El renacer del Auto Union Lucca, icono de velocidad

Audi Tradition incorpora el Auto Union Lucca, el legendario coche de récord de 1935, reconstruido con precisión histórica y optimizado para exhibiciones dinámicas.

La historia del automovilismo europeo de los años treinta no puede entenderse sin la feroz pugna por los récords de velocidad. En ese escenario, Auto Union y Mercedes-Benz protagonizaron una rivalidad técnica y deportiva que marcó una época.
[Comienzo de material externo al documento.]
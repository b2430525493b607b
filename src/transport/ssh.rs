use std::io::{Read, Write};
use std::net::{TcpStream, ToSocketAddrs};
use std::time::{Duration, Instant};

use async_trait::async_trait;
use ssh2::Session;
use tokio::task;
use tracing::debug;

use super::{DeviceSession, DeviceTransport, SessionError, SessionErrorKind, Target};
use crate::config::AppConfig;

const SSH_PORT: u16 = 22;
// Короткие блокирующие чтения из канала, дедлайн приглашения ведём сами
const POLL_INTERVAL_MS: u32 = 500;

/// SSH транспорт поверх libssh2. Блокирующие вызовы выполняются
/// через spawn_blocking, чтобы не держать рантайм.
pub struct SshTransport {
    connect_timeout: Duration,
    read_timeout: Duration,
}

impl SshTransport {
    pub fn new(config: &AppConfig) -> Self {
        Self {
            connect_timeout: config.connect_timeout(),
            read_timeout: config.read_timeout(),
        }
    }
}

#[async_trait]
impl DeviceTransport for SshTransport {
    async fn autodetect(&self, target: &Target) -> Result<Option<String>, SessionError> {
        let target = target.clone();
        let connect_timeout = self.connect_timeout;
        let read_timeout = self.read_timeout;
        task::spawn_blocking(move || {
            let mut shell = ShellInner::open(&target, connect_timeout, read_timeout)?;
            let version = shell.run("show version")?;
            Ok(detect_from_version(&version))
        })
        .await
        .map_err(|e| SessionError::other(format!("Фоновая задача SSH прервана: {}", e)))?
    }

    async fn open(
        &self,
        target: &Target,
        device_type: &str,
    ) -> Result<Box<dyn DeviceSession>, SessionError> {
        debug!(ip = %target.ip, device_type, "Открываем SSH сессию");
        let target = target.clone();
        let connect_timeout = self.connect_timeout;
        let read_timeout = self.read_timeout;
        let inner = task::spawn_blocking(move || {
            ShellInner::open(&target, connect_timeout, read_timeout)
        })
        .await
        .map_err(|e| SessionError::other(format!("Фоновая задача SSH прервана: {}", e)))??;
        Ok(Box::new(SshSession { inner: Some(inner) }))
    }
}

/// Командная сессия поверх открытого интерактивного shell
pub struct SshSession {
    inner: Option<ShellInner>,
}

#[async_trait]
impl DeviceSession for SshSession {
    async fn send_command(&mut self, command: &str) -> Result<String, SessionError> {
        let mut inner = self
            .inner
            .take()
            .ok_or_else(|| SessionError::other("SSH сессия уже закрыта"))?;
        let command = command.to_string();
        let (inner, result) = task::spawn_blocking(move || {
            let result = inner.run(&command);
            (inner, result)
        })
        .await
        .map_err(|e| SessionError::other(format!("Фоновая задача SSH прервана: {}", e)))?;
        self.inner = Some(inner);
        result
    }
}

struct ShellInner {
    // сессию нужно держать живой, пока открыт канал
    _session: Session,
    channel: ssh2::Channel,
    prompt_timeout: Duration,
}

impl ShellInner {
    fn open(
        target: &Target,
        connect_timeout: Duration,
        read_timeout: Duration,
    ) -> Result<Self, SessionError> {
        let addr = (target.ip.as_str(), SSH_PORT)
            .to_socket_addrs()
            .map_err(|e| {
                SessionError::new(
                    SessionErrorKind::Connect,
                    format!("Не удалось разрешить адрес {}: {}", target.ip, e),
                )
            })?
            .next()
            .ok_or_else(|| {
                SessionError::new(
                    SessionErrorKind::Connect,
                    format!("Пустой список адресов для {}", target.ip),
                )
            })?;

        let tcp = TcpStream::connect_timeout(&addr, connect_timeout).map_err(|e| {
            if e.kind() == std::io::ErrorKind::TimedOut {
                SessionError::timeout(format!("Таймаут подключения к {}", target.ip))
            } else {
                SessionError::new(
                    SessionErrorKind::Connect,
                    format!("Не удалось подключиться к {}: {}", target.ip, e),
                )
            }
        })?;

        let mut session = Session::new().map_err(|e| {
            SessionError::other(format!("Не удалось создать SSH сессию: {}", e))
        })?;
        session.set_tcp_stream(tcp);
        session.set_timeout(connect_timeout.as_millis() as u32);
        session.handshake().map_err(|e| {
            SessionError::new(
                SessionErrorKind::Connect,
                format!("SSH handshake не удался: {}", e),
            )
        })?;
        session
            .userauth_password(&target.username, &target.password)
            .map_err(|e| SessionError::auth(format!("Аутентификация не удалась: {}", e)))?;

        let mut channel = session.channel_session().map_err(|e| {
            SessionError::new(
                SessionErrorKind::Connect,
                format!("Не удалось открыть канал: {}", e),
            )
        })?;
        channel.request_pty("vt100", None, None).map_err(|e| {
            SessionError::new(
                SessionErrorKind::Connect,
                format!("Не удалось запросить pty: {}", e),
            )
        })?;
        channel.shell().map_err(|e| {
            SessionError::new(
                SessionErrorKind::Connect,
                format!("Не удалось запустить shell: {}", e),
            )
        })?;
        session.set_timeout(POLL_INTERVAL_MS);

        let mut shell = Self {
            _session: session,
            channel,
            prompt_timeout: read_timeout,
        };
        // баннер и первое приглашение
        shell.read_until_prompt()?;
        // отключаем постраничный вывод, иначе длинные таблицы повиснут
        shell.run("terminal length 0")?;
        Ok(shell)
    }

    fn run(&mut self, command: &str) -> Result<String, SessionError> {
        self.channel
            .write_all(command.as_bytes())
            .and_then(|_| self.channel.write_all(b"\n"))
            .and_then(|_| self.channel.flush())
            .map_err(|e| {
                SessionError::io(format!("Не удалось отправить команду: {}", e))
            })?;
        let raw = self.read_until_prompt()?;
        Ok(strip_echo_and_prompt(&raw, command))
    }

    /// Читает вывод, пока последняя непустая строка не закончится
    /// приглашением устройства, либо пока не истечёт дедлайн.
    fn read_until_prompt(&mut self) -> Result<String, SessionError> {
        let deadline = Instant::now() + self.prompt_timeout;
        let mut out = String::new();
        let mut buf = [0u8; 4096];
        loop {
            match self.channel.read(&mut buf) {
                Ok(0) => return Ok(out),
                Ok(n) => {
                    out.push_str(&String::from_utf8_lossy(&buf[..n]));
                    if ends_with_prompt(&out) {
                        return Ok(out);
                    }
                }
                Err(e)
                    if matches!(
                        e.kind(),
                        std::io::ErrorKind::TimedOut
                            | std::io::ErrorKind::WouldBlock
                            | std::io::ErrorKind::Interrupted
                    ) => {}
                Err(e) => {
                    return Err(SessionError::io(format!(
                        "Ошибка чтения из канала: {}",
                        e
                    )))
                }
            }
            if Instant::now() >= deadline {
                return Err(SessionError::prompt_not_found(format!(
                    "Unable to find prompt: {}",
                    last_line(&out)
                )));
            }
        }
    }
}

fn ends_with_prompt(output: &str) -> bool {
    let trimmed = output.trim_end();
    trimmed.ends_with('#') || trimmed.ends_with('>')
}

fn last_line(output: &str) -> &str {
    output.lines().rev().find(|l| !l.trim().is_empty()).unwrap_or("")
}

/// Убирает эхо команды в начале и приглашение в конце вывода
fn strip_echo_and_prompt(raw: &str, command: &str) -> String {
    let mut lines: Vec<&str> = raw.lines().collect();
    if lines
        .first()
        .map(|l| l.trim_end().ends_with(command))
        .unwrap_or(false)
    {
        lines.remove(0);
    }
    if lines.last().map(|l| ends_with_prompt(l)).unwrap_or(false) {
        lines.pop();
    }
    lines.join("\n")
}

/// Определяет тип устройства по выводу "show version".
/// None — устройство отвечает, но мы его не опознали.
fn detect_from_version(version: &str) -> Option<String> {
    if version.contains("NX-OS") || version.contains("Nexus") {
        Some("cisco_nxos".to_string())
    } else if version.contains("Cisco IOS") {
        Some("cisco_ios".to_string())
    } else {
        None
    }
}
En ese contexto nació el Auto Union Lucca, una máquina concebida para desafiar los límites y que, más de 90 años después, vuelve a la vida gracias a Audi Tradition.

La década de 1930 fue un laboratorio de innovación acelerada. Las marcas alemanas competían por demostrar su supremacía tecnológica, y Auto Union, fundada en 1932, irrumpió con fuerza en los Grandes Premios y en los intentos de récord. Tras los éxitos de 1934, el equipo técnico desarrolló un vehículo completamente nuevo, basado en los datos del túnel de viento del Instituto de Investigación Aeronáutica de Berlín-Adlershof . El resultado fue la Rennlimousine, una carrocería cerrada, afilada y revolucionaria para su tiempo, descrita por la prensa especializada como “una primicia en la construcción europea de automóviles de competición” .

El coche montaba un motor V16 de unos 5 litros y 343 CV, con chasis y suspensión del modelo de competición de 1934, pero con una silueta radicalmente distinta: zaga en forma de aleta, pasos de rueda en lágrima y un trabajo aerodinámico minucioso que incluía llantas carenadas y carrocería barnizada a mano .

Tras varios intentos fallidos en Hungría y Milán por culpa del mal tiempo, Auto Union encontró el escenario perfecto en la carretera Florencia–Viareggio, cerca de Lucca. Allí, el 15 de febrero de 1935, Hans Stuck alcanzó 320,267 km/h en la milla lanzada y 326,975 km/h en el kilómetro lanzado, convirtiendo al vehículo en “el coche de competición de carretera más rápido del mundo” . Miles de espectadores presenciaron la hazaña, que reforzó la posición de Auto Union en su duelo con las Flechas de Plata de Stuttgart.

El coche tuvo una segunda vida ese mismo año en la Carrera Internacional Avus, donde se alinearon dos Rennlimousinen. Aunque ninguno logró terminar la prueba por problemas mecánicos, el aprendizaje técnico resultó decisivo para el desarrollo posterior de la marca .

Hoy, Audi Tradition recupera esta pieza esencial de su patrimonio. La reconstrucción, encargada a Crosthwaite & Gardiner, ha requerido más de tres años de trabajo artesanal basado en fotografías y documentos históricos . El resultado es un vehículo fiel al original, con un coeficiente aerodinámico medido de 0,43 en el túnel de viento de Audi . Para garantizar su durabilidad en exhibiciones actuales, se han incorporado ajustes discretos, como el motor V16 del Auto Union Type C y mejoras en el sistema de ventilación, siguiendo las especificaciones que el propio equipo aplicó para la carrera de Avus en 1935 .

Según Timo Witt, responsable del proyecto, el Lucca es “una obra maestra de la ingeniería” y un testimonio del espíritu pionero de los cuatro aros en los años treinta . La Rennlimousine, capaz de configurarse en versión Lucca o Avus mediante pequeñas modificaciones, debutará ante el público en el Festival de la Velocidad de Goodwood, del 9 al 12 de julio.

Con esta incorporación, Audi Tradition no solo rescata un icono, sino que devuelve a la historia una de las máquinas más audaces jamás construidas para desafiar el viento.